Spokane Police: Man who killed 9-year-old Candy Rogers took his own life decades ago

SPOKANE, Wash. — The man who killed 9-year-old Candy Rogers in 1959 will not face a jury, nor face jail time. 

It took three generations of law enforcement personnel to solve the case, but Spokane Police Sergeant Zac Storment was finally able to identify the young girl’s killer. 

“I keep saying, it’s the Mount Everest of our cold cases… the one we could never seem to overcome. At the same time, nobody ever forgot,” Storment said.

Rogers was selling Camp Fire mints when she disappeared from her front yard West Central more than than 60 years ago. For two weeks after her disappearance, police searched for her, but to no avail. 

The Marine Corps, the Boy Scouts, US Postal Workers, and many others helped in the search. A helicopter from Fairchild Air Force Base was involved but devastatingly crashed, killing three airmen.

On the sixteenth day of the search, Rogers’ body was found.

Evidence from the scene showed Rogers was raped and strangled with a strip of her own clothing. The evidence was preserved for decades and would ultimately be what linked the crime to the killer. 

Through DNA testing with Othram Inc, investigators were able to submit a sample that narrowed the search down to three possible killers: three brothers, all close in age. 

Further investigation determined one of those brothers, John Reigh Hoff, was the one responsible.

Decades of relentless effort, finally pay off.

Failing was never an option. “I didn’t let that enter into my thinking. I thought someone would solve it. I was trying to be that somebody,” Brian Hammond, a detective who worked on this case for 16 years, told us.

Hoff is no longer alive; he took his own life decades ago, the same year his daughter Cathie turned nine. And though he is no longer alive, Cathie is and she was willing to help the police in the investigation. 

Cathie submitted her own DNA as part of the investigation and it appeared to be a close match.

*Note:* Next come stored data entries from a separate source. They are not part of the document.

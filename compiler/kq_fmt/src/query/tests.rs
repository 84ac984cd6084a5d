#![allow(clippy::unwrap_used, reason = "Tests use unwrap for brevity")]

use super::*;
use kq_ir::{BinaryOp, CompareOp, UpdateList};
use pretty_assertions::assert_eq;

fn symbolic(arena: &mut ExprArena, name: &str, size: u32) -> UpdateList {
    UpdateList::new(arena.symbolic_array(name, size).unwrap())
}

#[test]
fn empty_query() {
    let mut arena = ExprArena::new();
    let constraints = ConstraintSet::new();
    let q = arena.bool(false);
    let out = format_query(&arena, &Query::new(&constraints, q), PrintConfig::default());
    assert_eq!(out, "(query [] false)\n");
}

#[test]
fn sharing_spans_constraints() {
    let mut arena = ExprArena::new();
    let arr = symbolic(&mut arena, "arr", 8);
    let a = arena.read_at(arr, 0).unwrap();
    let b = arena.read_at(arr, 1).unwrap();
    let x = arena.binary(BinaryOp::Mul, a, b).unwrap();
    let zero = arena.constant(0, 8).unwrap();
    let five = arena.constant(5, 8).unwrap();
    let c1 = arena.compare(CompareOp::Eq, x, zero).unwrap();
    let c2 = arena.compare(CompareOp::Ult, x, five).unwrap();

    let mut constraints = ConstraintSet::new();
    constraints.push(&arena, c1).unwrap();
    constraints.push(&arena, c2).unwrap();

    let expected = [
        "array arr[8] : w32 -> w8 = symbolic",
        "(query [(Eq N0:(Mul w8 (Read w8 0x0 arr) (Read w8 0x1 arr))",
        "            (w8 0x0))",
        "        (Ult N0 (w8 0x5))]",
        "       false)",
        "",
    ]
    .join("\n");
    let out = format_constraints(&arena, &constraints, PrintConfig::default());
    assert_eq!(out, expected);
}

#[test]
fn eval_exprs_and_arrays() {
    let mut arena = ExprArena::new();
    let arr = symbolic(&mut arena, "arr", 8);
    let table = arena.concrete_array("tbl", vec![1, 0xab]).unwrap();
    let byte = arena.read_at(arr, 0).unwrap();
    let q = arena.bool(false);
    let constraints = ConstraintSet::new();
    let eval_exprs = [byte];
    let eval_arrays = [table];

    let query = Query::new(&constraints, q)
        .with_eval_exprs(&eval_exprs)
        .with_eval_arrays(&eval_arrays);
    let expected = [
        "array arr[8] : w32 -> w8 = symbolic",
        "array tbl[2] : w32 -> w8 = [0x1 0xab]",
        "(query [] false [(Read w8 0x0 arr)]",
        "       [tbl])",
        "",
    ]
    .join("\n");
    assert_eq!(format_query(&arena, &query, PrintConfig::default()), expected);
}

#[test]
fn eval_arrays_without_eval_exprs() {
    let mut arena = ExprArena::new();
    let arr = arena.symbolic_array("arr", 8).unwrap();
    let q = arena.bool(false);
    let constraints = ConstraintSet::new();
    let eval_arrays = [arr];

    let query = Query::new(&constraints, q)
        .with_eval_arrays(&eval_arrays)
        .with_array_decls(false);
    assert_eq!(
        format_query(&arena, &query, PrintConfig::default()),
        "(query [] false []\n       [arr])\n"
    );
}

#[test]
fn non_false_query_breaks_before_eval_list() {
    let mut arena = ExprArena::new();
    let arr = symbolic(&mut arena, "arr", 8);
    let a = arena.read_at(arr, 0).unwrap();
    let zero = arena.constant(0, 8).unwrap();
    let q = arena.eq(a, zero).unwrap();
    let constraints = ConstraintSet::new();
    let eval_exprs = [a];

    let query = Query::new(&constraints, q)
        .with_eval_exprs(&eval_exprs)
        .with_array_decls(false);
    let expected = [
        "(query [] (Eq N0:(Read w8 0x0 arr) (w8 0x0))",
        "       [N0])",
        "",
    ]
    .join("\n");
    assert_eq!(format_query(&arena, &query, PrintConfig::default()), expected);
}

#[test]
fn arrays_are_declared_in_creation_order() {
    let mut arena = ExprArena::new();
    let first = symbolic(&mut arena, "first", 4);
    let second = symbolic(&mut arena, "second", 4);
    let b = arena.read_at(second, 0).unwrap();
    let a = arena.read_at(first, 0).unwrap();
    let c = arena.compare(CompareOp::Ult, b, a).unwrap();
    let mut constraints = ConstraintSet::new();
    constraints.push(&arena, c).unwrap();

    let out = format_constraints(&arena, &constraints, PrintConfig::default());
    let decls: Vec<&str> = out.lines().take_while(|l| l.starts_with("array")).collect();
    assert_eq!(
        decls,
        vec![
            "array first[4] : w32 -> w8 = symbolic",
            "array second[4] : w32 -> w8 = symbolic",
        ]
    );
}

#[test]
fn print_one_and_single_expr() {
    let mut arena = ExprArena::new();
    let arr = symbolic(&mut arena, "arr", 8);
    let e = arena.read_at(arr, 3).unwrap();
    let config = PrintConfig::default();

    assert_eq!(format_one(&arena, "value", e, config), "value: (Read w8 0x3 arr)\n");
    assert_eq!(format_single_expr(&arena, e, config), "(Read w8 0x3 arr)");
    assert_eq!(display(&arena, e).to_string(), "(Read w8 0x3 arr)");
}

#[test]
fn display_with_config() {
    let mut arena = ExprArena::new();
    let arr = symbolic(&mut arena, "arr", 8);
    let e = arena.read_at(arr, 3).unwrap();
    let config = PrintConfig::default().with_flag(crate::PrintFlags::PREFIX_WIDTH, false);
    assert_eq!(format!("{}", display(&arena, e).with_config(config)), "(Read 8 0x3 arr)");
}

#[test]
fn sessions_are_independent() {
    let mut arena = ExprArena::new();
    let arr = symbolic(&mut arena, "arr", 8);
    let x = arena.read_at(arr, 0).unwrap();
    let e = arena.binary(BinaryOp::Mul, x, x).unwrap();
    let config = PrintConfig::default();

    let first = format_single_expr(&arena, e, config);
    let second = format_single_expr(&arena, e, config);
    assert_eq!(first, "(Mul w8 N0:(Read w8 0x0 arr) N0)");
    assert_eq!(first, second);
}

#[test]
fn custom_newline() {
    let mut arena = ExprArena::new();
    let q = arena.bool(false);
    let constraints = ConstraintSet::new();
    let config = PrintConfig::default().with_newline("\r\n");
    assert_eq!(
        format_query(&arena, &Query::new(&constraints, q), config),
        "(query [] false)\r\n"
    );
}

#[test]
fn write_matches_format() {
    let mut arena = ExprArena::new();
    let arr = symbolic(&mut arena, "arr", 8);
    let e = arena.read_at(arr, 1).unwrap();
    let c = arena.eq(e, e).unwrap();
    let mut constraints = ConstraintSet::new();
    constraints.push(&arena, c).unwrap();
    let config = PrintConfig::default();

    let mut buf = Vec::new();
    write_constraints(&mut buf, &arena, &constraints, config).unwrap();
    assert_eq!(
        String::from_utf8(buf).unwrap(),
        format_constraints(&arena, &constraints, config)
    );

    let mut buf = Vec::new();
    write_one(&mut buf, &arena, "e", e, config).unwrap();
    assert_eq!(String::from_utf8(buf).unwrap(), "e: (Read w8 0x1 arr)\n");

    let mut buf = Vec::new();
    write_single_expr(&mut buf, &arena, e, config).unwrap();
    assert_eq!(String::from_utf8(buf).unwrap(), "(Read w8 0x1 arr)");
}

struct Broken;

impl io::Write for Broken {
    fn write(&mut self, _: &[u8]) -> io::Result<usize> {
        Err(io::Error::new(io::ErrorKind::BrokenPipe, "pipe closed"))
    }

    fn flush(&mut self) -> io::Result<()> {
        Ok(())
    }
}

#[test]
fn write_errors_propagate_unchanged() {
    let mut arena = ExprArena::new();
    let q = arena.bool(false);
    let constraints = ConstraintSet::new();
    let err = write_query(
        Broken,
        &arena,
        &Query::new(&constraints, q),
        PrintConfig::default(),
    )
    .unwrap_err();
    assert_eq!(err.kind(), io::ErrorKind::BrokenPipe);
    assert_eq!(err.to_string(), "pipe closed");
}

Storment said that he feared there may be another brother they had not identified or a possible paternity issue with Cathie, so he wasn’t ready to name Hoff the killer.

He knew the only way to solidly identify the person responsible was to get a DNA sample directly from Hoff.

Storment got a search warrant and talked to Hoff’s children. They gave their permission and Hoff’s body was removed from his grave.

Hoff’s body was buried in the same cemetery as Candy’s.

His DNA was a one-to-one match from the DNA recovered at the scene of the crime.

“It feels terrific. You know, you, hope you can solve a case then when you can’t and you have to give it up to someone else, you hope they solve it and that happened several times in a row,” Hammond explained.

He had other known criminal offenses from years ago. He was arrested and convicted in 1961 for second-degree assault on a woman in Browne’s Addition. He served six months.

Hoff was in the Army, but was declared a deserter and discharged because of his conviction. In the years after, he sold Cutco Cutlery door to door, worked at Western Pine Lumber and worked at the Armor meat packing plant.

Hoff will never serve time for what he did, but after decades of mystery, there is finally a conclusion in the case.